The alkali-silica reaction in concrete at the mesoscale: characterization by X-ray tomography

The alkali-silica reaction (ASR) is one of the most frequent and deleterious durability issues in concrete structures. In Switzerland, several types of structures, including bridges and dams, are affected by ASR.

The ASR is an endogenous chemical reaction. It occurs between the alkaline pore solution in concrete and silicates-rich aggregates. The ASR products can lead to a significant amount of cracking.

Significant research efforts have been dedicated to the understanding and to the prediction of ASR-related damage. However, reliable damage assessment and prediction are not yet feasible. That is because the mechanisms of the reaction and corresponding damage develop are still poorly understood.

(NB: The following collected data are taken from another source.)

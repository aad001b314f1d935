use crate::models::{ItemDetails, ItemStat, Settings};
use async_trait::async_trait;
use reqwest::Client;
use serde::Deserialize;
use serde::de::IgnoredAny;
use std::time::Duration;
use thiserror::Error;

/// One lookup against the item API
#[derive(Debug, Clone, PartialEq, Eq)]
pub struct ItemRequest {
    pub item_id: u32,
    pub bonus_ids: Vec<u32>,
    pub locale: String,
}

/// Errors from a single item lookup
///
/// Only [`FetchError::Transport`] is fatal for a run; the other variants leave
/// the item without details and enrichment continues.
#[derive(Error, Debug, Clone, PartialEq, Eq)]
pub enum FetchError {
    #[error("Unable to reach item API for item {item_id}: {message}")]
    Transport { item_id: u32, message: String },

    #[error("Item API returned status {status} for item {item_id}")]
    Status { item_id: u32, status: u16 },

    #[error("Unable to decode item API response for item {item_id}: {message}")]
    Decode { item_id: u32, message: String },
}

impl FetchError {
    pub fn is_fatal(&self) -> bool {
        matches!(self, FetchError::Transport { .. })
    }
}

/// Source of item attributes, keyed by item id, bonus ids and locale
#[cfg_attr(test, mockall::automock)]
#[async_trait]
pub trait ItemSource: Send + Sync {
    async fn fetch_item(&self, request: &ItemRequest) -> Result<ItemDetails, FetchError>;
}

/// Item API client over HTTP
///
/// Issues `GET {base}/wow/item/{id}?locale=..&bl=..&apikey=..`. No retries or
/// caching; each call maps to exactly one request.
pub struct HttpItemSource {
    client: Client,
    base_url: String,
    api_key: String,
}

impl HttpItemSource {
    pub fn new(settings: &Settings) -> reqwest::Result<Self> {
        let mut builder = Client::builder();
        if settings.request_timeout_secs > 0 {
            builder = builder.timeout(Duration::from_secs(settings.request_timeout_secs));
        }

        Ok(Self {
            client: builder.build()?,
            base_url: settings.api_base_url.trim_end_matches('/').to_string(),
            api_key: settings.api_key.clone(),
        })
    }

    fn item_url(&self, item_id: u32) -> String {
        format!("{}/wow/item/{}", self.base_url, item_id)
    }
}

#[async_trait]
impl ItemSource for HttpItemSource {
    async fn fetch_item(&self, request: &ItemRequest) -> Result<ItemDetails, FetchError> {
        let item_id = request.item_id;
        let url = self.item_url(item_id);
        let bonus_list = request
            .bonus_ids
            .iter()
            .map(u32::to_string)
            .collect::<Vec<_>>()
            .join(",");

        tracing::debug!("Fetching {} (locale={}, bl={})", url, request.locale, bonus_list);

        // The request URL carries the api key, keep it out of the message
        let transport = |e: reqwest::Error| FetchError::Transport {
            item_id,
            message: e.without_url().to_string(),
        };

        let response = self
            .client
            .get(&url)
            .query(&[
                ("locale", request.locale.as_str()),
                ("bl", bonus_list.as_str()),
                ("apikey", self.api_key.as_str()),
            ])
            .send()
            .await
            .map_err(transport)?;

        let status = response.status();
        let body = response.text().await.map_err(transport)?;

        if !status.is_success() {
            return Err(FetchError::Status {
                item_id,
                status: status.as_u16(),
            });
        }

        decode_item(item_id, &body)
    }
}

#[derive(Debug, Default, Deserialize)]
#[serde(rename_all = "camelCase", default)]
struct ItemResponse {
    name: String,
    icon: String,
    item_level: u32,
    armor: u32,
    context: String,
    inventory_type: u32,
    item_set: Option<ItemSetRef>,
    socket_info: Option<SocketInfo>,
    bonus_stats: Vec<ItemStat>,
}

#[derive(Debug, Default, Deserialize)]
#[serde(default)]
struct ItemSetRef {
    id: u32,
}

#[derive(Debug, Default, Deserialize)]
#[serde(default)]
struct SocketInfo {
    sockets: Vec<IgnoredAny>,
}

/// Decode an item API body into fresh [`ItemDetails`]
///
/// Absent fields stay at their zero value; a body of the wrong shape is an error
/// and nothing is returned.
pub fn decode_item(item_id: u32, body: &str) -> Result<ItemDetails, FetchError> {
    let response: ItemResponse =
        serde_json::from_str(body).map_err(|e| FetchError::Decode {
            item_id,
            message: e.to_string(),
        })?;

    Ok(ItemDetails {
        name: response.name,
        icon: response.icon,
        item_level: response.item_level,
        armor: response.armor,
        quality: response.context,
        inventory_type: response.inventory_type,
        item_set_id: response.item_set.map_or(0, |s| s.id),
        socket_count: response.socket_info.map_or(0, |s| s.sockets.len()),
        stats: response.bonus_stats,
    })
}

#[cfg(test)]
mod tests {
    use super::*;

    #[test]
    fn test_decode_full_response() {
        let body = r#"{
            "id": 151801,
            "name": "Eye of Command",
            "icon": "inv_misc_ring",
            "itemLevel": 1000,
            "armor": 0,
            "context": "raid-normal",
            "inventoryType": 11,
            "itemSet": {"id": 1308},
            "socketInfo": {"sockets": [{"type": "PRISMATIC"}]},
            "bonusStats": [{"stat": 32, "amount": 500}, {"stat": 49, "amount": 321}]
        }"#;

        let details = decode_item(151801, body).unwrap();
        assert_eq!(details.name, "Eye of Command");
        assert_eq!(details.item_level, 1000);
        assert_eq!(details.quality, "raid-normal");
        assert_eq!(details.inventory_type, 11);
        assert_eq!(details.item_set_id, 1308);
        assert_eq!(details.socket_count, 1);
        assert_eq!(
            details.stats,
            vec![
                ItemStat { stat: 32, amount: 500 },
                ItemStat { stat: 49, amount: 321 }
            ]
        );
    }

    #[test]
    fn test_decode_missing_fields_default_to_zero() {
        let details = decode_item(1, r#"{"name": "Plain Band"}"#).unwrap();
        assert_eq!(details.name, "Plain Band");
        assert_eq!(details.item_level, 0);
        assert_eq!(details.item_set_id, 0);
        assert_eq!(details.socket_count, 0);
    }

    #[test]
    fn test_decode_failure_is_not_fatal() {
        let err = decode_item(7, "<html>Service Unavailable</html>").unwrap_err();
        assert!(matches!(err, FetchError::Decode { item_id: 7, .. }));
        assert!(!err.is_fatal());

        let err = decode_item(7, r#"{"itemLevel": "high"}"#).unwrap_err();
        assert!(!err.is_fatal());
    }

    #[test]
    fn test_transport_is_fatal() {
        let err = FetchError::Transport {
            item_id: 1,
            message: "connection refused".to_string(),
        };
        assert!(err.is_fatal());
        assert!(!FetchError::Status { item_id: 1, status: 404 }.is_fatal());
    }

    #[tokio::test]
    async fn test_transport_error_does_not_leak_api_key() {
        // Grab a free port, then close it so the connection is refused
        let port = std::net::TcpListener::bind("127.0.0.1:0")
            .unwrap()
            .local_addr()
            .unwrap()
            .port();
        let settings = Settings {
            api_base_url: format!("http://127.0.0.1:{}", port),
            api_key: "s3cr3t-key".to_string(),
            request_timeout_secs: 5,
            ..Settings::default()
        };
        let source = HttpItemSource::new(&settings).unwrap();

        let err = source
            .fetch_item(&ItemRequest {
                item_id: 1,
                bonus_ids: vec![3612],
                locale: "en_US".to_string(),
            })
            .await
            .unwrap_err();

        assert!(err.is_fatal());
        assert!(!err.to_string().contains("s3cr3t-key"), "key leaked: {err}");
        assert!(!err.to_string().contains("apikey"), "query leaked: {err}");
    }

    #[test]
    fn test_item_url_trims_trailing_slash() {
        let settings = Settings {
            api_base_url: "http://localhost:8080/".to_string(),
            ..Settings::default()
        };
        let source = HttpItemSource::new(&settings).unwrap();
        assert_eq!(source.item_url(42), "http://localhost:8080/wow/item/42");
    }
}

This is the PhD project of Mahdieh Shakoorioskooie. It is one module of the Swiss National Science Foundation (SNF) Sinergia project Nr. 171018.

This module aims at advancing the understanding of the ASR chemo-mechanics (and respective damage) at the mesoscale by time-lapse, fully non-destructive and quantitative characterization of the cracking. X-ray tomography, performed at Empa's Center for X-ray Analytics, and 3D image analysis are the key methodologies used.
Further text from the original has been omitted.